Oh! Is that the first baby? Beautiful! If it is, then, he's used to low 60s 

Tank looks great. Can't wait to see it finished!


----------



## Harpo (Nov 9, 2012)

frogface said:


> Oh! Is that the first baby? Beautiful! If it is, then, he's used to low 60s
> 
> Tank looks great. Can't wait to see it finished!


Yes, that's the one! That photo is from right after he decided to leave the water. He's a bit bigger now, I'll get some photos. He's plump and is a great eater! If memory serves me correctly, he was remaining out of the water about 7 or 8 days after I got him.

I hate to say it, but one of the tadpoles passed. Not really sure why but I was super bummed..... happened about a week and a half after we met. The other tadpole, _I am happy to report_, is forming his front legs and remains very active and plump! It's been a blast watching him and the froglet each get to where they are now. I look forward to getting them big enough to get into the cube.


----------



## frogface (Feb 20, 2010)

Sorry to hear about the tad. This was their first clutch and other tads also died for no obvious reason. Don't take it to heart. The froglet looks good though!

They will love that tank. Lots of climbing space for them.


----------



## Harpo (Nov 9, 2012)

frogface said:


> Sorry to hear about the tad. This was their first clutch and other tads also died for no obvious reason. Don't take it to heart. The froglet looks good though!
> 
> They will love that tank. Lots of climbing space for them.


That's reassuring  I still was bummed though!

Thanks! I will grab some better photos to really detail more of the space. The tank is about 18 inches in every direction and I will attempt to fill as much of the vertical space as possible without over doing it. I love having negative space in my builds, but I was to create as much "real estate" as possible for these little guys.

Another question about the temps for you Leuc enclosures... are your vivs hitting low 60's every night this time of year?

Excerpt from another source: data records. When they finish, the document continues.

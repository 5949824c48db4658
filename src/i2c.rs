/*!
  # USI-assisted I2C master

  The classic core has no TWI block. This master bit-bangs the bus with the
  USI shift register doing the byte work: each data byte is loaded into the
  register, the clock line is strobed sixteen times in software, and the
  counter-overflow flag marks the completed byte. START/STOP conditions and
  the acknowledgement bit are explicit open-drain line manipulations on the
  SCL/SDA pin handles.

  This implementation consumes the following resources:
  - A [`Usi`] shift peripheral (real or virtual).
  - Open-drain SCL and SDA pin handles (`set_high` releases the line to the
    pull-up, `set_low` drives it low).
  - A periodic timer ticking at twice the desired bus clock, one tick per
    clock edge.

  Slave clock stretching is tolerated up to a configurable budget of timer
  ticks per edge; exhausting it yields [`Error::Timeout`]. Bus faults and
  lost arbitration are not observable from a software master; those
  variants are only ever produced by the hardware TWI driver sharing this
  error type.
*/

use embedded_hal::blocking::i2c::{Read, Write, WriteRead};
use embedded_hal::digital::v2::{InputPin, OutputPin};
use embedded_hal::timer::{CountDown, Periodic};
use nb::block;

use crate::usi::Usi;

/// Ticks of clock-stretch tolerance per edge before giving up.
pub const DEFAULT_TIMEOUT_TICKS: u16 = 1000;

/// I2C error
#[derive(Debug, Eq, PartialEq)]
#[cfg_attr(feature = "defmt", derive(defmt::Format))]
pub enum Error<E> {
    /// GPIO error
    Bus(E),
    /// Slave did not acknowledge the last byte
    NoAck,
    /// A slave held the clock low past the stretch budget
    Timeout,
    /// Illegal condition detected on the bus (hardware TWI only)
    BusError,
    /// Lost arbitration to another master (hardware TWI only)
    ArbitrationLost,
    /// Invalid input
    InvalidData,
}

/// Transfer direction encoded in the address byte.
#[derive(Debug, Clone, Copy, PartialEq, Eq)]
#[cfg_attr(feature = "defmt", derive(defmt::Format))]
pub enum Direction {
    /// Master reads from the slave.
    Read,
    /// Master writes to the slave.
    Write,
}

impl Direction {
    fn bit(self) -> u8 {
        match self {
            Direction::Read => 1,
            Direction::Write => 0,
        }
    }
}

/// Bit-banged I2C master over a USI shift register.
///
/// Exactly one transaction proceeds at a time; the caller serialises
/// access. A NACK anywhere in a composed sequence aborts the remaining
/// steps and surfaces to the immediate caller; there are no retries.
pub struct UsiI2c<U, SCL, SDA, CLK>
where
    U: Usi,
    SCL: OutputPin,
    SDA: OutputPin + InputPin,
    CLK: CountDown + Periodic,
{
    usi: U,
    scl: SCL,
    sda: SDA,
    clk: CLK,
    timeout_ticks: u16,
}

impl<U, SCL, SDA, CLK, E> UsiI2c<U, SCL, SDA, CLK>
where
    U: Usi,
    SCL: OutputPin<Error = E>,
    SDA: OutputPin<Error = E> + InputPin<Error = E>,
    CLK: CountDown + Periodic,
{
    /// Create a master and release both lines to their pull-ups.
    pub fn new(usi: U, scl: SCL, sda: SDA, clk: CLK) -> Result<Self, Error<E>> {
        let mut i2c = UsiI2c {
            usi,
            scl,
            sda,
            clk,
            timeout_ticks: DEFAULT_TIMEOUT_TICKS,
        };
        i2c.set_scl_high()?;
        i2c.set_sda_high()?;
        i2c.wait_for_clk();
        Ok(i2c)
    }

    /// Adjust the per-edge clock-stretch budget, in timer ticks.
    pub fn set_timeout(&mut self, ticks: u16) {
        self.timeout_ticks = ticks;
    }

    /// Release the peripheral, pins and timer.
    pub fn free(self) -> (U, SCL, SDA, CLK) {
        (self.usi, self.scl, self.sda, self.clk)
    }

    /// Generate a START (or repeated START) condition.
    ///
    /// SDA falls while SCL is high, then SCL is taken low ready for the
    /// first address bit.
    pub fn start(&mut self) -> Result<(), Error<E>> {
        self.set_scl_high()?;
        self.set_sda_high()?;
        self.wait_for_clk();

        self.set_sda_low()?;
        self.wait_for_clk();

        self.set_scl_low()?;
        self.wait_for_clk();

        Ok(())
    }

    /// Generate a STOP condition, returning the bus to idle.
    pub fn stop(&mut self) -> Result<(), Error<E>> {
        self.set_sda_low()?;
        self.wait_for_clk();

        self.set_scl_high()?;
        self.wait_for_clk();

        self.set_sda_high()?;
        self.wait_for_clk();

        Ok(())
    }

    /// Shift one byte out and sample the slave's acknowledgement on the
    /// ninth clock.
    pub fn write_byte(&mut self, byte: u8) -> Result<(), Error<E>> {
        self.usi.load(byte);
        self.usi.data_output(true);
        let shifted = self.clocked_shift(8);
        self.usi.data_output(false);
        shifted?;

        // ACK slot: release SDA, sample while SCL is high.
        self.set_sda_high()?;
        self.usi.load(0xFF);
        self.usi.arm(1);
        self.raise_scl()?;
        let acked = self.sda.is_low().map_err(Error::Bus)?;
        self.drop_scl();

        if acked {
            Ok(())
        } else {
            Err(Error::NoAck)
        }
    }

    /// Shift one byte in, then drive the caller's ACK/NACK on the ninth
    /// clock. NACK tells the slave this was the final byte.
    pub fn read_byte(&mut self, ack: bool) -> Result<u8, Error<E>> {
        self.set_sda_high()?;
        self.usi.load(0xFF);
        self.usi.data_output(false);
        self.clocked_shift(8)?;
        let byte = self.usi.take();

        // ACK slot: drive the chosen level for one clock.
        if ack {
            self.set_sda_low()?;
        } else {
            self.set_sda_high()?;
        }
        self.usi.arm(1);
        self.raise_scl()?;
        self.drop_scl();
        self.set_sda_high()?;

        Ok(byte)
    }

    /// START followed by the address byte for the given direction.
    ///
    /// Issued mid-transaction this is a repeated START; no STOP appears on
    /// the bus between the phases.
    pub fn address(&mut self, addr: u8, dir: Direction) -> Result<(), Error<E>> {
        self.start()?;
        self.write_byte((addr << 1) | dir.bit())
    }

    /// Write one register: `S addr+W reg value P`.
    pub fn write_reg(&mut self, addr: u8, reg: u8, value: u8) -> Result<(), Error<E>> {
        self.address(addr, Direction::Write)?;
        self.write_byte(reg)?;
        self.write_byte(value)?;
        self.stop()
    }

    /// Read one register: `S addr+W reg Sr addr+R value P`, NACKing the
    /// single data byte.
    pub fn read_reg(&mut self, addr: u8, reg: u8) -> Result<u8, Error<E>> {
        self.address(addr, Direction::Write)?;
        self.write_byte(reg)?;
        self.address(addr, Direction::Read)?;
        let value = self.read_byte(false)?;
        self.stop()?;
        Ok(value)
    }

    fn clocked_shift(&mut self, bits: u8) -> Result<(), Error<E>> {
        self.usi.arm(bits);
        while !self.usi.overflowed() {
            self.raise_scl()?;
            self.drop_scl();
        }
        Ok(())
    }

    /// Strobe SCL high and wait for the line to actually rise, since a slave
    /// may hold it low to stretch the clock.
    fn raise_scl(&mut self) -> Result<(), Error<E>> {
        self.usi.strobe();
        let mut ticks = 0u16;
        while !self.usi.clock_line_high() {
            if ticks >= self.timeout_ticks {
                return Err(Error::Timeout);
            }
            ticks += 1;
            self.wait_for_clk();
        }
        Ok(())
    }

    fn drop_scl(&mut self) {
        self.usi.strobe();
        self.wait_for_clk();
    }

    #[inline]
    fn read_from_slave(&mut self, input: &mut [u8]) -> Result<(), Error<E>> {
        let last = input.len() - 1;
        for (i, byte) in input.iter_mut().enumerate() {
            *byte = self.read_byte(i != last)?;
        }
        Ok(())
    }

    #[inline]
    fn write_to_slave(&mut self, output: &[u8]) -> Result<(), Error<E>> {
        for byte in output {
            self.write_byte(*byte)?;
        }
        Ok(())
    }

    #[inline]
    fn set_scl_high(&mut self) -> Result<(), Error<E>> {
        self.scl.set_high().map_err(Error::Bus)
    }

    #[inline]
    fn set_scl_low(&mut self) -> Result<(), Error<E>> {
        self.scl.set_low().map_err(Error::Bus)
    }

    #[inline]
    fn set_sda_high(&mut self) -> Result<(), Error<E>> {
        self.sda.set_high().map_err(Error::Bus)
    }

    #[inline]
    fn set_sda_low(&mut self) -> Result<(), Error<E>> {
        self.sda.set_low().map_err(Error::Bus)
    }

    #[inline]
    fn wait_for_clk(&mut self) {
        block!(self.clk.wait()).ok();
    }
}

impl<U, SCL, SDA, CLK, E> Write for UsiI2c<U, SCL, SDA, CLK>
where
    U: Usi,
    SCL: OutputPin<Error = E>,
    SDA: OutputPin<Error = E> + InputPin<Error = E>,
    CLK: CountDown + Periodic,
{
    type Error = Error<E>;

    fn write(&mut self, addr: u8, output: &[u8]) -> Result<(), Self::Error> {
        if output.is_empty() {
            return Ok(());
        }

        self.address(addr, Direction::Write)?;
        self.write_to_slave(output)?;
        self.stop()
    }
}

impl<U, SCL, SDA, CLK, E> Read for UsiI2c<U, SCL, SDA, CLK>
where
    U: Usi,
    SCL: OutputPin<Error = E>,
    SDA: OutputPin<Error = E> + InputPin<Error = E>,
    CLK: CountDown + Periodic,
{
    type Error = Error<E>;

    fn read(&mut self, addr: u8, input: &mut [u8]) -> Result<(), Self::Error> {
        if input.is_empty() {
            return Ok(());
        }

        self.address(addr, Direction::Read)?;
        self.read_from_slave(input)?;
        self.stop()
    }
}

impl<U, SCL, SDA, CLK, E> WriteRead for UsiI2c<U, SCL, SDA, CLK>
where
    U: Usi,
    SCL: OutputPin<Error = E>,
    SDA: OutputPin<Error = E> + InputPin<Error = E>,
    CLK: CountDown + Periodic,
{
    type Error = Error<E>;

    fn write_read(&mut self, addr: u8, output: &[u8], input: &mut [u8]) -> Result<(), Self::Error> {
        if output.is_empty() || input.is_empty() {
            return Err(Error::InvalidData);
        }

        self.address(addr, Direction::Write)?;
        self.write_to_slave(output)?;

        // Sr
        self.address(addr, Direction::Read)?;
        self.read_from_slave(input)?;

        self.stop()
    }
}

How low do they usually get? I have read other people's accounts of hitting mid/low sixties normally. I have also read others talk about hitting 50s during power outages with no issue... still though, I am always looking for as much input as possible and I do respect your experience with these little buggers!


----------



## frogface (Feb 20, 2010)

My house has been in the low 60s all winter. All frogs appear to be fine. I lost power a few years ago during an ice storm and the tank temps went down to the 50s. All frogs were fine. In the summer, the house is in mid 70 to upper 70s with the tanks closer to 80 with their lights. 

It might be time to get the HVAC guy out here to spruce things up, lol.


----------



## Harpo (Nov 9, 2012)

frogface said:


> My house has been in the low 60s all winter. All frogs appear to be fine. I lost power a few years ago during an ice storm and the tank temps went down to the 50s. All frogs were fine. In the summer, the house is in mid 70 to upper 70s with the tanks closer to 80 with their lights.
> 
> It might be time to get the HVAC guy out here to spruce things up, lol.


Haha! We have similar temp swings over here at our place, but we are at the mercy of Electricities Power not questionable HVAC! Our "municipal co op energy provider" is a complete racket and nobody can afford to keep a steady year round temperature! 

Thanks for the info. That's reassuring. I like running water heat under a false bottom, but there is just such a risk of saturated soil and its a complete circus act rigging the viv to keep the glass clear.


----------



## Harpo (Nov 9, 2012)

Been experimenting a bit more with design.... (pictures still stink with all the white.....)




























If I have the time tommorrow, I will get this thing squared up....


----------



## Harpo (Nov 9, 2012)

Only me:

I was able to get home a few minutes early on my lunch break today. I pieced together a different false bottom than what was in the previous photos. 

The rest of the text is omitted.